# Data for review:
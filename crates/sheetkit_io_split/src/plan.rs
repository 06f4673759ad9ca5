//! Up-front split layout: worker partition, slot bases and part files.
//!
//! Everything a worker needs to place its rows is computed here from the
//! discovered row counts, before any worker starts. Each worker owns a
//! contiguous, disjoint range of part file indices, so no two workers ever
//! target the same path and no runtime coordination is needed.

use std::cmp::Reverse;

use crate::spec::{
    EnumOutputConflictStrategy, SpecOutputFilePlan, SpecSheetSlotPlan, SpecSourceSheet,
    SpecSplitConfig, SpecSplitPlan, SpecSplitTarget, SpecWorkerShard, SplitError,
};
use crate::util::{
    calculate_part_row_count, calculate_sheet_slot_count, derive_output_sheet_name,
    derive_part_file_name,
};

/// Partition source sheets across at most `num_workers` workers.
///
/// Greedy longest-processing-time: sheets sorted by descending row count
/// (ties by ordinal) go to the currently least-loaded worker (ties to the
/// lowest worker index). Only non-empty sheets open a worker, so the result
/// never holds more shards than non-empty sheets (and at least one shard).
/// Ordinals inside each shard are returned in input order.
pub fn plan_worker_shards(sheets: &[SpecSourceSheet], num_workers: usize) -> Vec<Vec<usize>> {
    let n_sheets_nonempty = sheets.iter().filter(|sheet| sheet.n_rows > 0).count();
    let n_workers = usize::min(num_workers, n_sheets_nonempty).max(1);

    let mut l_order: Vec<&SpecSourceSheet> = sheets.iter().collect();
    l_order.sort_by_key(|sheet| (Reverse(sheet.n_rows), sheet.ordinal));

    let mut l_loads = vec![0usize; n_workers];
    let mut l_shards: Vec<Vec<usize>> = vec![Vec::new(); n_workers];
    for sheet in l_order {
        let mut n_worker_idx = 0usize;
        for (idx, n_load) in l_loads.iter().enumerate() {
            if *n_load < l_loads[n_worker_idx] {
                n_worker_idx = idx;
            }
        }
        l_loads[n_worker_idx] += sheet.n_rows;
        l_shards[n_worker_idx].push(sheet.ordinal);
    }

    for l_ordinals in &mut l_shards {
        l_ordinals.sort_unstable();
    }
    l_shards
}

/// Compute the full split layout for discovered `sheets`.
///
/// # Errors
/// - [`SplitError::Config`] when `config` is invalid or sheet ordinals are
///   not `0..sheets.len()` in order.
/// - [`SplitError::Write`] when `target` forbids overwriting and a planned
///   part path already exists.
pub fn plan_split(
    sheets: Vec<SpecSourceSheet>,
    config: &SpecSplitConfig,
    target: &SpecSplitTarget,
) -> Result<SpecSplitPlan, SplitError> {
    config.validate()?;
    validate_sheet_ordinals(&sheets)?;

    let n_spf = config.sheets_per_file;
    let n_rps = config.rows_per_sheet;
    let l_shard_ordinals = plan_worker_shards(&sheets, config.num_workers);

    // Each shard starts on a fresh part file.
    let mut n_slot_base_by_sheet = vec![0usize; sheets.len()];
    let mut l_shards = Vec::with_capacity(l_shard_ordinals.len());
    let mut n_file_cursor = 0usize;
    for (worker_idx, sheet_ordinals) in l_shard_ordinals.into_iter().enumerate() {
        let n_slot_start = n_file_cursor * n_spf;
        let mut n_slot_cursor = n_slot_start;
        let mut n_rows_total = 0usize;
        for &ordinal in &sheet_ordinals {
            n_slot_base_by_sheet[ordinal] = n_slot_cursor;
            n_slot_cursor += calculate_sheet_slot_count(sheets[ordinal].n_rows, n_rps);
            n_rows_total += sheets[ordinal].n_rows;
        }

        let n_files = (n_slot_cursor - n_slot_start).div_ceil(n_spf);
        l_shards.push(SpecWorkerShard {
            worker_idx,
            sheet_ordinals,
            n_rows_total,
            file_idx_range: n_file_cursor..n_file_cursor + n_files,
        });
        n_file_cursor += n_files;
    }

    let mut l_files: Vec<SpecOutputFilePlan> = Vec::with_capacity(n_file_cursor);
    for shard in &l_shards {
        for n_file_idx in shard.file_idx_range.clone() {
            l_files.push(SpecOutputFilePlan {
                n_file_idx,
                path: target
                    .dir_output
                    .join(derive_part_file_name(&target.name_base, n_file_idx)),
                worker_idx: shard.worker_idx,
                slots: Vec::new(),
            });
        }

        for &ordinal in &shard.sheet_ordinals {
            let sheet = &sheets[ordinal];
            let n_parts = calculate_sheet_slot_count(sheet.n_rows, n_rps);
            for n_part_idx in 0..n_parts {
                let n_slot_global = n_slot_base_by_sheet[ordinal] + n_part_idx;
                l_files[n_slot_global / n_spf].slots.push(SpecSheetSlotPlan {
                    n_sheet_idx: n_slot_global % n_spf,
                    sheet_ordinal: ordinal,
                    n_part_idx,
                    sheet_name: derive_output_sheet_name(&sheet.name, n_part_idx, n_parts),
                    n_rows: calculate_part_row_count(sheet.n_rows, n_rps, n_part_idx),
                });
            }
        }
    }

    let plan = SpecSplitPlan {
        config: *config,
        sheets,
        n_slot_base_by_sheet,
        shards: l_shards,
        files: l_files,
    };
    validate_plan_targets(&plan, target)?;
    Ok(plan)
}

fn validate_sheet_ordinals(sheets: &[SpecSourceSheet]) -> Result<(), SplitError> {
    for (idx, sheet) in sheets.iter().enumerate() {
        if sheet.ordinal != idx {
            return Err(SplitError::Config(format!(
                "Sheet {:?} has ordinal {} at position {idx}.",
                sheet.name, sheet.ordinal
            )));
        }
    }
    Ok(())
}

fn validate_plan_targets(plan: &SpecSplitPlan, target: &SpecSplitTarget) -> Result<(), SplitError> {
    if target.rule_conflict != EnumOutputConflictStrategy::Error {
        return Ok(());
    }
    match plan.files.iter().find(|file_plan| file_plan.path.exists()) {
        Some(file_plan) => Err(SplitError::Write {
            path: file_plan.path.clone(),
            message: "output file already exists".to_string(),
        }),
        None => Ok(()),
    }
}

# Problem to work on:
Would you transcribe the entries above exactly as they appear?

# Solution:
filename crates/sheetkit_io_split/src/plan.rs
repository 06f4673759ad9ca5
//! Up-front split layout: worker partition, slot bases and part files.
//!
//! Everything a worker needs to place its rows is computed here from the
//! discovered row counts, before any worker starts. Each worker owns a
//! contiguous, disjoint range of part file indices, so no two workers ever
//! target the same path and no runtime coordination is needed.

use std::cmp::Reverse;

use crate::spec::{
    EnumOutputConflictStrategy, SpecOutputFilePlan, SpecSheetSlotPlan, SpecSourceSheet,
    SpecSplitConfig, SpecSplitPlan, SpecSplitTarget, SpecWorkerShard, SplitError,
};
use crate::util::{
    calculate_part_row_count, calculate_sheet_slot_count, derive_output_sheet_name,
    derive_part_file_name,
};

/// Partition source sheets across at most `num_workers` workers.
///
/// Greedy longest-processing-time: sheets sorted by descending row count
/// (ties by ordinal) go to the currently least-loaded worker (ties to the
/// lowest worker index). Only non-empty sheets open a worker, so the result
/// never holds more shards than non-empty sheets (and at least one shard).
/// Ordinals inside each shard are returned in input order.
pub fn plan_worker_shards(sheets: &[SpecSourceSheet], num_workers: usize) -> Vec<Vec<usize>> {
    let n_sheets_nonempty = sheets.iter().filter(|sheet| sheet.n_rows > 0).count();
    let n_workers = usize::min(num_workers, n_sheets_nonempty).max(1);

    let mut l_order: Vec<&SpecSourceSheet> = sheets.iter().collect();
    l_order.sort_by_key(|sheet| (Reverse(sheet.n_rows), sheet.ordinal));

    let mut l_loads = vec![0usize; n_workers];
    let mut l_shards: Vec<Vec<usize>> = vec![Vec::new(); n_workers];
    for sheet in l_order {
        let mut n_worker_idx = 0usize;
        for (idx, n_load) in l_loads.iter().enumerate() {
            if *n_load < l_loads[n_worker_idx] {
                n_worker_idx = idx;
            }
        }
        l_loads[n_worker_idx] += sheet.n_rows;
        l_shards[n_worker_idx].push(sheet.ordinal);
    }

    for l_ordinals in &mut l_shards {
        l_ordinals.sort_unstable();
    }
    l_shards
}

/// Compute the full split layout for discovered `sheets`.
///
/// # Errors
/// - [`SplitError::Config`] when `config` is invalid or sheet ordinals are
///   not `0..sheets.len()` in order.
/// - [`SplitError::Write`] when `target` forbids overwriting and a planned
///   part path already exists.
pub fn plan_split(
    sheets: Vec<SpecSourceSheet>,
    config: &SpecSplitConfig,
    target: &SpecSplitTarget,
) -> Result<SpecSplitPlan, SplitError> {
    config.validate()?;
    validate_sheet_ordinals(&sheets)?;

    let n_spf = config.sheets_per_file;
    let n_rps = config.rows_per_sheet;
    let l_shard_ordinals = plan_worker_shards(&sheets, config.num_workers);

    // Each shard starts on a fresh part file.
    let mut n_slot_base_by_sheet = vec![0usize; sheets.len()];
    let mut l_shards = Vec::with_capacity(l_shard_ordinals.len());
    let mut n_file_cursor = 0usize;
    for (worker_idx, sheet_ordinals) in l_shard_ordinals.into_iter().enumerate() {
        let n_slot_start = n_file_cursor * n_spf;
        let mut n_slot_cursor = n_slot_start;
        let mut n_rows_total = 0usize;
        for &ordinal in &sheet_ordinals {
            n_slot_base_by_sheet[ordinal] = n_slot_cursor;
            n_slot_cursor += calculate_sheet_slot_count(sheets[ordinal].n_rows, n_rps);
            n_rows_total += sheets[ordinal].n_rows;
        }

        let n_files = (n_slot_cursor - n_slot_start).div_ceil(n_spf);
        l_shards.push(SpecWorkerShard {
            worker_idx,
            sheet_ordinals,
            n_rows_total,
            file_idx_range: n_file_cursor..n_file_cursor + n_files,
        });
        n_file_cursor += n_files;
    }

    let mut l_files: Vec<SpecOutputFilePlan> = Vec::with_capacity(n_file_cursor);
    for shard in &l_shards {
        for n_file_idx in shard.file_idx_range.clone() {
            l_files.push(SpecOutputFilePlan {
                n_file_idx,
                path: target
                    .dir_output
                    .join(derive_part_file_name(&target.name_base, n_file_idx)),
                worker_idx: shard.worker_idx,
                slots: Vec::new(),
            });
        }

        for &ordinal in &shard.sheet_ordinals {
            let sheet = &sheets[ordinal];
            let n_parts = calculate_sheet_slot_count(sheet.n_rows, n_rps);
            for n_part_idx in 0..n_parts {
                let n_slot_global = n_slot_base_by_sheet[ordinal] + n_part_idx;
                l_files[n_slot_global / n_spf].slots.push(SpecSheetSlotPlan {
                    n_sheet_idx: n_slot_global % n_spf,
                    sheet_ordinal: ordinal,
                    n_part_idx,
                    sheet_name: derive_output_sheet_name(&sheet.name, n_part_idx, n_parts),
                    n_rows: calculate_part_row_count(sheet.n_rows, n_rps, n_part_idx),
                });
            }
        }
    }

    let plan = SpecSplitPlan {
        config: *config,
        sheets,
        n_slot_base_by_sheet,
        shards: l_shards,
        files: l_files,
    };
    validate_plan_targets(&plan, target)?;
    Ok(plan)
}

fn validate_sheet_ordinals(sheets: &[SpecSourceSheet]) -> Result<(), SplitError> {
    for (idx, sheet) in sheets.iter().enumerate() {
        if sheet.ordinal != idx {
            return Err(SplitError::Config(format!(
                "Sheet {:?} has ordinal {} at position {idx}.",
                sheet.name, sheet.ordinal
            )));
        }
    }
    Ok(())
}

fn validate_plan_targets(plan: &SpecSplitPlan, target: &SpecSplitTarget) -> Result<(), SplitError> {
    if target.rule_conflict != EnumOutputConflictStrategy::Error {
        return Ok(());
    }
    match plan.files.iter().find(|file_plan| file_plan.path.exists()) {
        Some(file_plan) => Err(SplitError::Write {
            path: file_plan.path.clone(),
            message: "output file already exists".to_string(),
        }),
        None => Ok(()),
    }
}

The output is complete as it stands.